──────── Provided material

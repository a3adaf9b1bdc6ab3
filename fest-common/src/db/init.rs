//! Database initialization
//!
//! Opens (or creates) the local listing database and makes sure the
//! venue/event/performance tables exist. Safe to call on every start.

use crate::Result;
use sqlx::{sqlite::SqlitePoolOptions, SqlitePool};
use std::path::Path;
use tracing::info;

/// Busy timeout applied to every connection
pub const BUSY_TIMEOUT_MS: u64 = 5000;

/// Table holding local venues
pub const VENUES_TABLE: &str = "venues";
/// Table holding local events
pub const EVENTS_TABLE: &str = "events";
/// Table holding local performances
pub const PERFORMANCES_TABLE: &str = "performances";

/// Initialize database connection and create tables if needed
pub async fn init_database(db_path: &Path) -> Result<SqlitePool> {
    let newly_created = !db_path.exists();

    if let Some(parent) = db_path.parent() {
        std::fs::create_dir_all(parent)?;
    }

    let db_url = format!("sqlite://{}?mode=rwc", db_path.display());
    let pool = SqlitePoolOptions::new()
        .max_connections(4)
        .after_connect(|conn, _meta| {
            Box::pin(async move {
                // Per-connection pragmas; foreign_keys is not persisted in the file
                sqlx::query("PRAGMA foreign_keys = ON")
                    .execute(&mut *conn)
                    .await?;
                sqlx::query(&format!("PRAGMA busy_timeout = {}", BUSY_TIMEOUT_MS))
                    .execute(&mut *conn)
                    .await?;
                Ok(())
            })
        })
        .connect(&db_url)
        .await?;

    if newly_created {
        info!("Initialized new database: {}", db_path.display());
    } else {
        info!("Opened existing database: {}", db_path.display());
    }

    // WAL lets readers browse while an import transaction is open
    sqlx::query("PRAGMA journal_mode = WAL")
        .execute(&pool)
        .await?;

    create_listing_tables(&pool).await?;

    Ok(pool)
}

/// Create venue, event and performance tables (idempotent)
pub async fn create_listing_tables(pool: &SqlitePool) -> Result<()> {
    create_venues_table(pool).await?;
    create_events_table(pool).await?;
    create_performances_table(pool).await?;
    Ok(())
}

async fn create_venues_table(pool: &SqlitePool) -> Result<()> {
    sqlx::query(
        r#"
        CREATE TABLE IF NOT EXISTS venues (
            guid TEXT PRIMARY KEY,
            code TEXT NOT NULL UNIQUE,
            name TEXT NOT NULL,
            address TEXT,
            city TEXT,
            latitude REAL,
            longitude REAL,
            website TEXT
        )
        "#,
    )
    .execute(pool)
    .await?;

    Ok(())
}

async fn create_events_table(pool: &SqlitePool) -> Result<()> {
    sqlx::query(
        r#"
        CREATE TABLE IF NOT EXISTS events (
            guid TEXT PRIMARY KEY,
            code TEXT NOT NULL UNIQUE,
            title TEXT NOT NULL,
            teaser TEXT,
            description TEXT,
            category TEXT,
            image_url TEXT,
            ticket_url TEXT,
            age_restriction TEXT,
            venue_id TEXT NOT NULL REFERENCES venues(guid),
            is_favourite INTEGER NOT NULL DEFAULT 0,
            favourited_at INTEGER
        )
        "#,
    )
    .execute(pool)
    .await?;

    sqlx::query("CREATE INDEX IF NOT EXISTS idx_events_venue ON events(venue_id)")
        .execute(pool)
        .await?;

    Ok(())
}

async fn create_performances_table(pool: &SqlitePool) -> Result<()> {
    sqlx::query(
        r#"
        CREATE TABLE IF NOT EXISTS performances (
            guid TEXT PRIMARY KEY,
            event_code TEXT NOT NULL,
            starts_at INTEGER NOT NULL,
            ends_at INTEGER,
            listing_status TEXT NOT NULL,
            ticket_url TEXT,
            price_info TEXT,
            event_id TEXT NOT NULL REFERENCES events(guid),
            lifecycle TEXT NOT NULL DEFAULT 'active',
            UNIQUE (event_code, starts_at),
            CHECK (lifecycle IN ('active', 'cancelled'))
        )
        "#,
    )
    .execute(pool)
    .await?;

    sqlx::query(
        "CREATE INDEX IF NOT EXISTS idx_performances_event ON performances(event_code, lifecycle)",
    )
    .execute(pool)
    .await?;

    Ok(())
}

/// Names of user tables currently present in the database
pub async fn existing_tables(pool: &SqlitePool) -> Result<Vec<String>> {
    let tables = sqlx::query_scalar::<_, String>(
        "SELECT name FROM sqlite_master WHERE type='table' AND name NOT LIKE 'sqlite_%' ORDER BY name",
    )
    .fetch_all(pool)
    .await?;
    Ok(tables)
}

────────────────

From top to bottom, repeat the data above without alteration.

Response box:
repository a3adaf9b1bdc6ab3
filename fest-common/src/db/init.rs
//! Database initialization
//!
//! Opens (or creates) the local listing database and makes sure the
//! venue/event/performance tables exist. Safe to call on every start.

use crate::Result;
use sqlx::{sqlite::SqlitePoolOptions, SqlitePool};
use std::path::Path;
use tracing::info;

/// Busy timeout applied to every connection
pub const BUSY_TIMEOUT_MS: u64 = 5000;

/// Table holding local venues
pub const VENUES_TABLE: &str = "venues";
/// Table holding local events
pub const EVENTS_TABLE: &str = "events";
/// Table holding local performances
pub const PERFORMANCES_TABLE: &str = "performances";

/// Initialize database connection and create tables if needed
pub async fn init_database(db_path: &Path) -> Result<SqlitePool> {
    let newly_created = !db_path.exists();

    if let Some(parent) = db_path.parent() {
        std::fs::create_dir_all(parent)?;
    }

    let db_url = format!("sqlite://{}?mode=rwc", db_path.display());
    let pool = SqlitePoolOptions::new()
        .max_connections(4)
        .after_connect(|conn, _meta| {
            Box::pin(async move {
                // Per-connection pragmas; foreign_keys is not persisted in the file
                sqlx::query("PRAGMA foreign_keys = ON")
                    .execute(&mut *conn)
                    .await?;
                sqlx::query(&format!("PRAGMA busy_timeout = {}", BUSY_TIMEOUT_MS))
                    .execute(&mut *conn)
                    .await?;
                Ok(())
            })
        })
        .connect(&db_url)
        .await?;

    if newly_created {
        info!("Initialized new database: {}", db_path.display());
    } else {
        info!("Opened existing database: {}", db_path.display());
    }

    // WAL lets readers browse while an import transaction is open
    sqlx::query("PRAGMA journal_mode = WAL")
        .execute(&pool)
        .await?;

    create_listing_tables(&pool).await?;

    Ok(pool)
}

/// Create venue, event and performance tables (idempotent)
pub async fn create_listing_tables(pool: &SqlitePool) -> Result<()> {
    create_venues_table(pool).await?;
    create_events_table(pool).await?;
    create_performances_table(pool).await?;
    Ok(())
}

async fn create_venues_table(pool: &SqlitePool) -> Result<()> {
    sqlx::query(
        r#"
        CREATE TABLE IF NOT EXISTS venues (
            guid TEXT PRIMARY KEY,
            code TEXT NOT NULL UNIQUE,
            name TEXT NOT NULL,
            address TEXT,
            city TEXT,
            latitude REAL,
            longitude REAL,
            website TEXT
        )
        "#,
    )
    .execute(pool)
    .await?;

    Ok(())
}

async fn create_events_table(pool: &SqlitePool) -> Result<()> {
    sqlx::query(
        r#"
        CREATE TABLE IF NOT EXISTS events (
            guid TEXT PRIMARY KEY,
            code TEXT NOT NULL UNIQUE,
            title TEXT NOT NULL,
            teaser TEXT,
            description TEXT,
            category TEXT,
            image_url TEXT,
            ticket_url TEXT,
            age_restriction TEXT,
            venue_id TEXT NOT NULL REFERENCES venues(guid),
            is_favourite INTEGER NOT NULL DEFAULT 0,
            favourited_at INTEGER
        )
        "#,
    )
    .execute(pool)
    .await?;

    sqlx::query("CREATE INDEX IF NOT EXISTS idx_events_venue ON events(venue_id)")
        .execute(pool)
        .await?;

    Ok(())
}

async fn create_performances_table(pool: &SqlitePool) -> Result<()> {
    sqlx::query(
        r#"
        CREATE TABLE IF NOT EXISTS performances (
            guid TEXT PRIMARY KEY,
            event_code TEXT NOT NULL,
            starts_at INTEGER NOT NULL,
            ends_at INTEGER,
            listing_status TEXT NOT NULL,
            ticket_url TEXT,
            price_info TEXT,
            event_id TEXT NOT NULL REFERENCES events(guid),
            lifecycle TEXT NOT NULL DEFAULT 'active',
            UNIQUE (event_code, starts_at),
            CHECK (lifecycle IN ('active', 'cancelled'))
        )
        "#,
    )
    .execute(pool)
    .await?;

    sqlx::query(
        "CREATE INDEX IF NOT EXISTS idx_performances_event ON performances(event_code, lifecycle)",
    )
    .execute(pool)
    .await?;

    Ok(())
}

/// Names of user tables currently present in the database
pub async fn existing_tables(pool: &SqlitePool) -> Result<Vec<String>> {
    let tables = sqlx::query_scalar::<_, String>(
        "SELECT name FROM sqlite_master WHERE type='table' AND name NOT LIKE 'sqlite_%' ORDER BY name",
    )
    .fetch_all(pool)
    .await?;
    Ok(tables)
}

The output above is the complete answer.